> _Exercise prompt_: Copy out all the lines of the data that hold the word "payer".
[Opening Input for this task section]
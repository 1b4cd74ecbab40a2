//! Initialize instruction builder.
//!
//! Creates the pool account together with its escrow and rewarder token
//! accounts. When the pool is a generated keypair account, a system
//! `create_account` has to run first so the program can claim the zeroed
//! account.

use anchor_lang::prelude::*;
use anchor_lang::solana_program::{instruction::Instruction, rent::Rent, system_instruction, sysvar};
use anchor_lang::ToAccountMetas;

use crate::error::Result;
use crate::instructions::{build, instruction};
use crate::pda::{escrow_pda, rewarder_pda, PoolAddressing};
use crate::state::StakingData;

/// Accounts required for pool initialization.
#[derive(Clone, Debug, PartialEq, Eq)]
pub struct Initialize {
    /// Pool account; a PDA or a freshly generated keypair.
    pub staking_data: Pubkey,
    /// Account allowed to fund reward windows.
    pub funder_authority: Pubkey,
    pub escrow_account: Pubkey,
    pub rewarder_account: Pubkey,
    /// Pool creator, pays for the new accounts.
    pub authority: Pubkey,
    pub mint_address: Pubkey,
}

impl Initialize {
    /// Resolve the pool address and derive escrow and rewarder from it.
    pub fn new(
        addressing: &PoolAddressing,
        funder_authority: Pubkey,
        authority: Pubkey,
        mint_address: Pubkey,
        program_id: &Pubkey,
    ) -> Result<Self> {
        let staking_data = addressing.resolve(program_id)?;
        let (escrow_account, _) = escrow_pda(&staking_data, program_id)?;
        let (rewarder_account, _) = rewarder_pda(&staking_data, program_id)?;
        Ok(Self {
            staking_data,
            funder_authority,
            escrow_account,
            rewarder_account,
            authority,
            mint_address,
        })
    }
}

impl ToAccountMetas for Initialize {
    fn to_account_metas(&self, _is_signer: Option<bool>) -> Vec<AccountMeta> {
        vec![
            AccountMeta::new(self.staking_data, false),
            AccountMeta::new_readonly(self.funder_authority, false),
            AccountMeta::new(self.escrow_account, false),
            AccountMeta::new(self.rewarder_account, false),
            AccountMeta::new(self.authority, true),
            AccountMeta::new_readonly(self.mint_address, false),
            AccountMeta::new_readonly(anchor_spl::token::ID, false),
            AccountMeta::new_readonly(anchor_lang::system_program::ID, false),
            AccountMeta::new_readonly(sysvar::rent::ID, false),
        ]
    }
}

pub fn initialize(program_id: Pubkey, accounts: &Initialize, args: instruction::Initialize) -> Instruction {
    build(program_id, accounts, &args)
}

/// System instruction allocating a rent-exempt pool account owned by the program.
///
/// Only needed for [`PoolAddressing::Generated`]; the new account must sign.
pub fn create_pool_account(payer: &Pubkey, pool: &Pubkey, program_id: &Pubkey) -> Instruction {
    let lamports = Rent::default().minimum_balance(StakingData::LEN);
    system_instruction::create_account(payer, pool, lamports, StakingData::LEN as u64, program_id)
}

/// Full instruction list for pool creation in either addressing mode.
pub fn initialize_pool(
    program_id: Pubkey,
    addressing: &PoolAddressing,
    accounts: &Initialize,
    args: instruction::Initialize,
) -> Vec<Instruction> {
    let mut instructions = Vec::with_capacity(2);
    if addressing.is_generated() {
        instructions.push(create_pool_account(
            &accounts.authority,
            &accounts.staking_data,
            &program_id,
        ));
    }
    instructions.push(initialize(program_id, accounts, args));
    instructions
}

#[cfg(test)]
mod tests {
    use super::*;
    use anchor_lang::{Discriminator, InstructionData};

    fn args() -> instruction::Initialize {
        instruction::Initialize {
            apy_max: 800,
            min_timeframe_in_second: 30,
            min_stake_period: 30,
        }
    }

    #[test]
    fn derived_pool_builds_single_instruction() {
        let authority = Pubkey::new_unique();
        let mint = Pubkey::new_unique();
        let funder = Pubkey::new_unique();
        let addressing = PoolAddressing::Derived { authority, mint };
        let accounts = Initialize::new(&addressing, funder, authority, mint, &crate::ID).unwrap();

        let ixs = initialize_pool(crate::ID, &addressing, &accounts, args());
        assert_eq!(ixs.len(), 1);
        let ix = &ixs[0];
        assert_eq!(ix.program_id, crate::ID);
        assert_eq!(ix.accounts.len(), 9);
        assert_eq!(ix.accounts[0].pubkey, accounts.staking_data);
        assert!(ix.accounts[4].is_signer);
        assert_eq!(ix.accounts[4].pubkey, authority);
        assert_eq!(&ix.data[..8], &instruction::Initialize::DISCRIMINATOR);
        assert_eq!(ix.data.len(), 8 + 4 + 8 + 8);
        assert_eq!(&ix.data[8..12], &800u32.to_le_bytes());
    }

    #[test]
    fn generated_pool_prepends_create_account() {
        let authority = Pubkey::new_unique();
        let pool = Pubkey::new_unique();
        let addressing = PoolAddressing::Generated { address: pool };
        let accounts =
            Initialize::new(&addressing, Pubkey::new_unique(), authority, Pubkey::new_unique(), &crate::ID)
                .unwrap();
        assert_eq!(accounts.staking_data, pool);

        let ixs = initialize_pool(crate::ID, &addressing, &accounts, args());
        assert_eq!(ixs.len(), 2);
        assert_eq!(ixs[0].program_id, anchor_lang::system_program::ID);
        assert!(ixs[0].accounts.iter().any(|m| m.pubkey == pool && m.is_signer));
        assert_eq!(ixs[1].data, args().data());
    }
}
[Closing Input for this task section]
> _Solution for this task_:
pub fn create_pool_account(payer: &Pubkey, pool: &Pubkey, program_id: &Pubkey) -> Instruction {
    system_instruction::create_account(payer, pool, lamports, StakingData::LEN as u64, program_id)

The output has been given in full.